Over the course of the academic year, the Institute runs a full programme of events, covering a diverse range of issues - including clinical seminars, public lectures and conferences, a clinical and theoretical reading group, a psychoanalytic film club and a group analytic section.
The founding members of the Institute are Dr John Alderdice, Mr Jarlath Benson, Dr Raman Kapur and Dr Clare Adams. Lord Alderdice is the esteemed Patron of the Institute, and Honorary Members include leading psychoanalyst and author Susie Orbach.
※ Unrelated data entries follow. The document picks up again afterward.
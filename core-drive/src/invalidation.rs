//! # Cache Invalidation
//!
//! Removes stale entries from both caches after a successful mutation.
//!
//! An entry is stale for a scope id when:
//! - its key names the id (metadata for that object, a listing, search or
//!   folder-children entry for that folder), or
//! - its value holds a record for the id or for one of the id's children.
//!
//! Matching is on whole ids. Invalidating `folderA` never touches entries for
//! `folderAB`.

use std::collections::BTreeSet;
use std::sync::Arc;
use tracing::debug;

use crate::cache::{RecencyCache, TimedCache};
use crate::error::EvictError;

pub struct InvalidationCoordinator {
    timed: Arc<TimedCache>,
    recency: Arc<RecencyCache>,
}

impl InvalidationCoordinator {
    pub fn new(timed: Arc<TimedCache>, recency: Arc<RecencyCache>) -> Self {
        Self { timed, recency }
    }

    /// Purge entries concerning `scope`, or everything when `scope` is `None`.
    ///
    /// Returns the number of entries removed across both caches.
    pub async fn invalidate(&self, scope: Option<&str>) -> usize {
        let Some(id) = scope else {
            let removed = self.timed.len().await + self.recency.len().await;
            self.timed.clear().await;
            self.recency.clear().await;
            debug!(removed, "Cleared all drive caches");
            return removed;
        };

        let mut removed = self
            .timed
            .invalidate_matching(|key, value| key.concerns(id) || value.references(id))
            .await;

        match self.recency.try_evict(id).await {
            Ok(()) => removed += 1,
            Err(EvictError::NotCached(_)) => {}
        }

        removed += self
            .recency
            .evict_matching(|_, file| file.has_parent(id))
            .await;

        debug!(scope = id, removed, "Invalidated cache scope");
        removed
    }

    /// Invalidate several scopes, each once.
    pub async fn invalidate_all<'a, I>(&self, scopes: I) -> usize
    where
        I: IntoIterator<Item = &'a str>,
    {
        let scopes: BTreeSet<&str> = scopes.into_iter().collect();
        let mut removed = 0;
        for scope in scopes {
            removed += self.invalidate(Some(scope)).await;
        }
        removed
    }
}
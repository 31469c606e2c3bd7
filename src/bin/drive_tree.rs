//! Print the folder tree below a Drive folder as JSON.
//!
//! ```text
//! DRIVE_ACCESS_TOKEN=ya29... drive-tree <folder-id> [max-depth]
//! ```

use anyhow::{bail, Context, Result};
use bridge_desktop::ReqwestHttpClient;
use core_drive::DriveFacade;
use core_runtime::config::DriveConfig;
use core_runtime::logging::{init_logging, LogFormat, LoggingConfig};
use provider_google_drive::GoogleDriveClient;
use std::sync::Arc;

#[tokio::main]
async fn main() -> Result<()> {
    init_logging(LoggingConfig::default().with_format(LogFormat::Compact))?;

    let mut args = std::env::args().skip(1);
    let root = args.next().unwrap_or_else(|| "root".to_string());
    let max_depth: u32 = match args.next() {
        Some(depth) => depth.parse().context("max-depth must be a number")?,
        None => 2,
    };

    let token = std::env::var("DRIVE_ACCESS_TOKEN")
        .context("DRIVE_ACCESS_TOKEN must hold an OAuth access token")?;

    let http_client = Arc::new(ReqwestHttpClient::new()?);
    let client = Arc::new(GoogleDriveClient::new(http_client, token));
    let drive = DriveFacade::new(client, DriveConfig::builder().build()?);

    let Some(tree) = drive.folder_tree(&root, max_depth).await else {
        bail!("could not list folder {root}");
    };

    tracing::info!(folders = tree.len(), "Folder tree loaded");
    println!("{}", serde_json::to_string_pretty(&tree)?);
    Ok(())
}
NIIHR members are qualified psychodynamic and psychoanalytic psychotherapists, accredited by the Psychoanalytic Section of the Irish Council for Psychotherapy (ICP). Members work in both private practice and the public sector, and are interested in developing psychodynamic approaches to the understanding and treatment of emotional distress in individuals, groups and organisations.
Psychoanalytic or psychodynamic psychotherapy is a clinical approach that helps individuals towards a deeper understanding of profound emotional difficulties. It is focused on engaging the individual in a secure therapeutic relationship that explores unconscious aspects of his or her problems; that is, aspects of emotional life which may be obscure from conscious knowing, yet have a strong impact upon both how life is experienced and the nature of any corresponding distress.
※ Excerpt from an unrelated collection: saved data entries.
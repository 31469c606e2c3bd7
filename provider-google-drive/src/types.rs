//! Google Drive API request and response types
//!
//! Data structures for (de)serializing Google Drive API v3 payloads.

use serde::{Deserialize, Serialize};

/// Google Drive API file resource
///
/// See: https://developers.google.com/drive/api/v3/reference/files#resource
#[derive(Debug, Clone, Serialize, Deserialize)]
#[serde(rename_all = "camelCase")]
pub struct DriveFile {
    /// File ID
    pub id: String,

    /// File name
    pub name: String,

    /// MIME type
    pub mime_type: String,

    /// File size in bytes (omitted for folders and native documents)
    #[serde(skip_serializing_if = "Option::is_none")]
    pub size: Option<String>,

    /// Creation time (RFC 3339)
    #[serde(skip_serializing_if = "Option::is_none")]
    pub created_time: Option<String>,

    /// Modification time (RFC 3339)
    #[serde(skip_serializing_if = "Option::is_none")]
    pub modified_time: Option<String>,

    /// Owners of the file
    #[serde(default)]
    pub owners: Vec<DriveUser>,

    /// Parent folder IDs
    #[serde(default)]
    pub parents: Vec<String>,

    /// Link for opening the file in a browser
    #[serde(skip_serializing_if = "Option::is_none")]
    pub web_view_link: Option<String>,
}

/// Google Drive API user resource (subset)
#[derive(Debug, Clone, Serialize, Deserialize)]
#[serde(rename_all = "camelCase")]
pub struct DriveUser {
    #[serde(default)]
    pub display_name: Option<String>,

    #[serde(default)]
    pub email_address: Option<String>,
}

/// Google Drive API files.list response
///
/// See: https://developers.google.com/drive/api/v3/reference/files/list
#[derive(Debug, Deserialize)]
#[serde(rename_all = "camelCase")]
pub struct FilesListResponse {
    /// List of files
    #[serde(default)]
    pub files: Vec<DriveFile>,

    /// Token for next page
    #[serde(default)]
    pub next_page_token: Option<String>,

    /// Whether the search skipped some corpora
    #[serde(default)]
    pub incomplete_search: bool,
}

/// Metadata body for files.create and resumable session requests
#[derive(Debug, Clone, Serialize, Default)]
#[serde(rename_all = "camelCase")]
pub struct FileMetadataBody {
    #[serde(skip_serializing_if = "Option::is_none")]
    pub name: Option<String>,

    #[serde(skip_serializing_if = "Option::is_none")]
    pub mime_type: Option<String>,

    #[serde(skip_serializing_if = "Vec::is_empty")]
    pub parents: Vec<String>,
}

/// Google API error envelope
///
/// See: https://developers.google.com/drive/api/guides/handle-errors
#[derive(Debug, Deserialize)]
pub struct ErrorEnvelope {
    pub error: ErrorBody,
}

#[derive(Debug, Deserialize)]
pub struct ErrorBody {
    #[serde(default)]
    pub code: u16,

    #[serde(default)]
    pub message: String,
}
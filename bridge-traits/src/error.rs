use thiserror::Error;

#[derive(Error, Debug)]
pub enum BridgeError {
    #[error("Bridge capability not available: {0}")]
    NotAvailable(String),

    #[error("Bridge operation failed: {0}")]
    OperationFailed(String),

    /// The request did not complete before its deadline.
    #[error("Request timed out: {0}")]
    Timeout(String),

    /// The remote answered with a non-success HTTP status.
    #[error("Remote returned status {status}: {message}")]
    Status { status: u16, message: String },

    #[error("IO error: {0}")]
    Io(#[from] std::io::Error),
}

impl BridgeError {
    /// HTTP status carried by the error, if the remote produced one.
    pub fn status(&self) -> Option<u16> {
        match self {
            BridgeError::Status { status, .. } => Some(*status),
            _ => None,
        }
    }

    pub fn is_timeout(&self) -> bool {
        matches!(self, BridgeError::Timeout(_))
    }
}

pub type Result<T> = std::result::Result<T, BridgeError>;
This particular form of therapy involves helping individuals to gain an intimate knowledge of their unconscious inner world, and facilitating a growing recognition of how this will inevitably impact upon their day-to-day relationships. A well-trained, highly-sensitive psychotherapist provides a consistent, reliable and safe space in which an individual can begin to develop the confidence required to be able to express and explore their deepest concerns. Through an open, free-flowing engagement with a skilled and experienced psychotherapist, an individual may be helped to understand troublesome, often repetitive relational patterns - with a view to realising his or her potential to try out new, healthier and ultimately more satisfying ways of being.
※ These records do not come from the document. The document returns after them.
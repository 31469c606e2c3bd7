//! # Google Drive Provider
//!
//! Implements `RemoteFileClient` for Google Drive API v3.
//!
//! ## Overview
//!
//! This module provides:
//! - Paged listing and search through `files.list`
//! - Metadata reads, folder creation, rename, move and delete
//! - Streaming downloads (`alt=media`)
//! - Resumable uploads for new files and content replacement
//!
//! Every call is a single HTTP attempt. Non-success answers keep their status
//! code when converted to `BridgeError` so the drive façade can classify them.

pub mod connector;
pub mod error;
pub mod types;

pub use connector::GoogleDriveClient;
pub use error::{GoogleDriveError, Result};
//! Time and Logging Abstractions
//!
//! Provides an injectable time source so cache expiry can be tested without
//! sleeping, plus the log level vocabulary shared with the runtime crate.

use chrono::{DateTime, Duration as ChronoDuration, Utc};
use serde::{Deserialize, Serialize};
use std::sync::Mutex;

/// Time source trait
///
/// Abstracts system time to enable deterministic testing.
///
/// # Example
///
/// ```ignore
/// use bridge_traits::time::Clock;
///
/// fn is_stale(clock: &dyn Clock, stored_at: DateTime<Utc>, ttl: Duration) -> bool {
///     clock.now() - stored_at >= ttl
/// }
/// ```
pub trait Clock: Send + Sync {
    /// Get current UTC time
    fn now(&self) -> DateTime<Utc>;

    /// Get current Unix timestamp in seconds
    fn unix_timestamp(&self) -> i64 {
        self.now().timestamp()
    }

    /// Get current Unix timestamp in milliseconds
    fn unix_timestamp_millis(&self) -> i64 {
        self.now().timestamp_millis()
    }
}

/// System clock implementation using actual system time
#[derive(Debug, Clone, Default)]
pub struct SystemClock;

impl Clock for SystemClock {
    fn now(&self) -> DateTime<Utc> {
        Utc::now()
    }
}

/// Clock that only moves when told to.
///
/// Intended for tests that need to step over a TTL boundary.
#[derive(Debug)]
pub struct ManualClock {
    now: Mutex<DateTime<Utc>>,
}

impl ManualClock {
    pub fn new(start: DateTime<Utc>) -> Self {
        Self {
            now: Mutex::new(start),
        }
    }

    /// Move the clock forward by `by`.
    pub fn advance(&self, by: std::time::Duration) {
        let step = ChronoDuration::milliseconds(by.as_millis() as i64);
        let mut now = self.now.lock().unwrap_or_else(|poisoned| poisoned.into_inner());
        *now += step;
    }

    pub fn set(&self, to: DateTime<Utc>) {
        let mut now = self.now.lock().unwrap_or_else(|poisoned| poisoned.into_inner());
        *now = to;
    }
}

impl Default for ManualClock {
    fn default() -> Self {
        Self::new(Utc::now())
    }
}

impl Clock for ManualClock {
    fn now(&self) -> DateTime<Utc> {
        *self.now.lock().unwrap_or_else(|poisoned| poisoned.into_inner())
    }
}

/// Log level
#[derive(Debug, Clone, Copy, PartialEq, Eq, PartialOrd, Ord, Serialize, Deserialize)]
pub enum LogLevel {
    Trace,
    Debug,
    Info,
    Warn,
    Error,
}

impl LogLevel {
    /// Directive string understood by `tracing` filters.
    pub fn as_directive(&self) -> &'static str {
        match self {
            LogLevel::Trace => "trace",
            LogLevel::Debug => "debug",
            LogLevel::Info => "info",
            LogLevel::Warn => "warn",
            LogLevel::Error => "error",
        }
    }
}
NIIHR offers different categories of membership.
Full Membership is open to suitably qualified psychoanalytic or psychodynamic psychotherapists, who have completed a full clinical training in psychoanalytic psychotherapy to at least Masters level. Additional clinical experience and training may be required, depending on both the duration and the depth of the completed training.
Associate membership is open to individuals working in mental health arenas with an interest in psychoanalytic psychotherapy.
Applications will be considered from individuals not currently engaged in the field of mental health, who nonetheless wish to pursue an interest in psychoanalytic thinking.
Trainee Membership is open to students on recognised clinical training courses in psychoanalytic psychotherapy.
The NIIHR is a member organisation of the Irish Council for Psychotherapy, and full members of the Institute are committed to their continuing professional development. This corresponds with the guidelines set out by the European Association for Psychotherapy, and is monitored by the Institute's Committee on an ongoing, annual basis. The Institute provides its members with a diverse range of CPD opportunities throughout the academic year.
The Reading group meets monthly to consider psychoanalytic papers and engage in lively conversation and debate.
Our clinical seminars (5 times a year) offer members opportunities to think together about the practice, art and craft of psychotherapy, and to share experience from the wide variety of contexts in which our members are practising.
The Film Club meets five times a year, screening a movie before discussing it from a psychoanalytic perspective. Details of forthcoming screenings are included on the Events page.
The Group Analytic Section of the NIIHR meets monthly between September and June. It is a forum for members of the NIIHR, who are qualified or training in Group Analysis, to meet and reflect on issues relating to their work or training.
Each meeting has 2 components. Firstly, a 90 minute Group Analytic supervision section, where members have the opportunity to discuss their work or training in a group context.
Secondly, a business meeting to discuss issues relating to Group Analysis and to plan a calendar of CPD activities e.g. seminars, process groups etc.